Le collagène étant trop gros pour traverser la paroi intestinale et pénétrer dans le corps, la digestion le réduit en peptides et acides aminés qui eux peuvent être absorbés. Un peptide est un assemblage de quelques « acides aminés » qui sont les molécules de base servant à construire des protéines. Le collagène utilisé dans les suppléments provient le plus souvent de sources animales comme la peau de bœuf, de porc, ou de poissons. Il est « hydrolysé« , c’est à dire rompu en petits fragments appelés « peptides de collagène ». L’hydrolyse est en quelque sorte une pré-digestion du collagène.

proteine, peptides et acides amines

L’absorption des peptides de collagène en supplément alimentaire semble ne faire aucun doute à présent (1). Il a même été montré que d’assez gros peptides pouvaient passer la barrière intestinale (2).

Il est clair que prendre du collagène est au moins un apport d’acides aminés dont certains sont essentiels pour le corps.

L’intérêt des suppléments de collagène hydrolysé

On pourrait se dire : puisque le collagène est digéré par notre corps, quel intérêt de prendre un collagène hydrolysé ? L’idée est d’optimiser son absorption et sa biodisponibilité, pour potentiellement favoriser la régénération des tissus riches en collagène, et contribuer à maintenir leur santé et leur solidité.
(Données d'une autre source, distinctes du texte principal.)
//! Equipment registry service
//!
//! Every write is a single-row compare-and-swap through the repository, so a
//! concurrent writer on the same row surfaces as `StaleWrite`.

use std::sync::Arc;

use chrono::Utc;
use tracing::{info, warn};

use crate::domain::{
    Cell, CellStatus, DomainError, DomainResult, EquipmentUnit, NewCell, RepositoryProvider,
    UnitNameplate, UnitType,
};

/// A unit together with its cells ordered by id.
#[derive(Debug, Clone)]
pub struct UnitWithCells {
    pub unit: EquipmentUnit,
    pub cells: Vec<Cell>,
}

/// Editable metadata of a cell.
#[derive(Debug, Clone)]
pub struct CellInfo {
    pub name: String,
    pub description: String,
    pub voltage: String,
}

#[derive(Debug, Clone)]
pub struct NewUnit {
    pub id: String,
    pub name: String,
    pub unit_type: UnitType,
    pub status: String,
    pub substation_id: Option<String>,
    pub nameplate: UnitNameplate,
}

#[derive(Debug, Clone, Copy, PartialEq, Eq)]
pub enum ReassignmentOutcome {
    Updated,
    NotFound,
    Failed,
}

#[derive(Debug, Clone)]
pub struct ReassignmentItem {
    pub ru_id: String,
    pub outcome: ReassignmentOutcome,
    pub error: Option<String>,
}

/// Per-unit result of a bulk reassignment.
#[derive(Debug, Clone, Default)]
pub struct ReassignmentReport {
    pub items: Vec<ReassignmentItem>,
    pub updated: Vec<EquipmentUnit>,
}

pub struct EquipmentService {
    repos: Arc<dyn RepositoryProvider>,
}

impl EquipmentService {
    pub fn new(repos: Arc<dyn RepositoryProvider>) -> Self {
        Self { repos }
    }

    // ── Queries ─────────────────────────────────────────────────

    pub async fn list_units(&self) -> DomainResult<Vec<EquipmentUnit>> {
        self.repos.equipment().find_all_units().await
    }

    pub async fn get_unit(&self, ru_id: &str) -> DomainResult<UnitWithCells> {
        let equipment = self.repos.equipment();
        let unit = self.load_unit(ru_id).await?;
        let cells = equipment.find_cells(ru_id).await?;
        Ok(UnitWithCells { unit, cells })
    }

    pub async fn substation_units(&self, substation_id: &str) -> DomainResult<Vec<EquipmentUnit>> {
        self.repos
            .equipment()
            .find_units_by_substation(substation_id)
            .await
    }

    // ── Cell transitions ────────────────────────────────────────

    /// Any status may follow any other. `last_operation` is stamped on
    /// every call, grounding only when `is_grounded` is supplied.
    pub async fn update_cell_status(
        &self,
        ru_id: &str,
        cell_id: i32,
        status: CellStatus,
        is_grounded: Option<bool>,
    ) -> DomainResult<Cell> {
        let mut cell = self.load_cell(ru_id, cell_id).await?;
        cell.apply_status(status, is_grounded, Utc::now());

        let saved = self.repos.equipment().save_cell(&cell).await?;

        metrics::counter!("cell_operations_total", "kind" => "status").increment(1);
        info!(
            ru_id,
            cell_id,
            status = ?saved.status,
            grounded = saved.is_grounded,
            "Cell status changed"
        );
        Ok(saved)
    }

    pub async fn update_cell_info(&self, ru_id: &str, cell_id: i32, info: CellInfo) -> DomainResult<Cell> {
        let mut cell = self.load_cell(ru_id, cell_id).await?;
        cell.apply_info(info.name, info.description, info.voltage, Utc::now());

        let saved = self.repos.equipment().save_cell(&cell).await?;

        metrics::counter!("cell_operations_total", "kind" => "info").increment(1);
        info!(ru_id, cell_id, "Cell info updated");
        Ok(saved)
    }

    // ── Unit updates ────────────────────────────────────────────

    pub async fn update_unit_status(&self, ru_id: &str, status: &str) -> DomainResult<EquipmentUnit> {
        let mut unit = self.load_unit(ru_id).await?;
        unit.status = status.to_string();
        unit.updated_at = Utc::now();

        let saved = self.repos.equipment().save_unit(&unit).await?;
        info!(ru_id, status, "Unit status changed");
        Ok(saved)
    }

    /// Each id is handled on its own; the batch never aborts.
    pub async fn reassign_substation(&self, substation_id: &str, ru_ids: &[String]) -> ReassignmentReport {
        let mut report = ReassignmentReport::default();

        for ru_id in ru_ids {
            let (outcome, error) = match self.reassign_one(ru_id, substation_id).await {
                Ok(unit) => {
                    report.updated.push(unit);
                    (ReassignmentOutcome::Updated, None)
                }
                Err(DomainError::NotFound { .. }) => (ReassignmentOutcome::NotFound, None),
                Err(e) => {
                    warn!(ru_id = %ru_id, substation_id, error = %e, "Reassignment failed");
                    (ReassignmentOutcome::Failed, Some(e.to_string()))
                }
            };

            report.items.push(ReassignmentItem {
                ru_id: ru_id.clone(),
                outcome,
                error,
            });
        }

        info!(
            substation_id,
            requested = ru_ids.len(),
            updated = report.updated.len(),
            "Units reassigned"
        );
        report
    }

    async fn reassign_one(&self, ru_id: &str, substation_id: &str) -> DomainResult<EquipmentUnit> {
        let mut unit = self.load_unit(ru_id).await?;
        unit.substation_id = Some(substation_id.to_string());
        unit.updated_at = Utc::now();
        self.repos.equipment().save_unit(&unit).await
    }

    // ── Provisioning ────────────────────────────────────────────

    pub async fn create_unit(&self, input: NewUnit) -> DomainResult<EquipmentUnit> {
        let equipment = self.repos.equipment();

        if equipment.find_unit(&input.id).await?.is_some() {
            return Err(DomainError::Conflict(format!("unit {}", input.id)));
        }

        let now = Utc::now();
        let unit = equipment
            .insert_unit(EquipmentUnit {
                id: input.id,
                name: input.name,
                unit_type: input.unit_type,
                status: input.status,
                substation_id: input.substation_id,
                nameplate: input.nameplate,
                version: 0,
                created_at: now,
                updated_at: now,
            })
            .await?;

        info!(ru_id = %unit.id, "Unit created");
        Ok(unit)
    }

    /// Cells without an id get the next free id in the unit.
    pub async fn add_cells(&self, ru_id: &str, cells: Vec<NewCell>) -> DomainResult<Vec<Cell>> {
        let stored = self.repos.equipment().insert_cells(ru_id, cells).await?;
        info!(ru_id, count = stored.len(), "Cells added");
        Ok(stored)
    }

    // ── Helpers ─────────────────────────────────────────────────

    async fn load_unit(&self, ru_id: &str) -> DomainResult<EquipmentUnit> {
        self.repos
            .equipment()
            .find_unit(ru_id)
            .await?
            .ok_or_else(|| DomainError::not_found("Unit", "id", ru_id))
    }

    async fn load_cell(&self, ru_id: &str, cell_id: i32) -> DomainResult<Cell> {
        self.repos
            .equipment()
            .find_cell(ru_id, cell_id)
            .await?
            .ok_or_else(|| DomainError::not_found("Cell", "id", format!("{}/{}", ru_id, cell_id)))
    }
}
On commence à trouver beaucoup d’études allant dans ce sens (3) même s’il est vrai que certaines sont financées par des fabricants, et que d’autres ne soient pas de grande échelle, ou encore se cantonnent à des cultures de cellules en laboratoire.

Il faut donc rester réservé.

Les détracteurs disent que même si les peptides et acides aminés du collagène passent dans le sang, ils vont servir à fabriquer toutes sortes de protéines et pas seulement du collagène. Ce n’est certainement pas faux pour la plupart des acides aminés mais quid des fameux peptides de collagène ? N’auraient t’ils pas justement une tendance à faire fabriquer plutôt du collagène dans le corps ?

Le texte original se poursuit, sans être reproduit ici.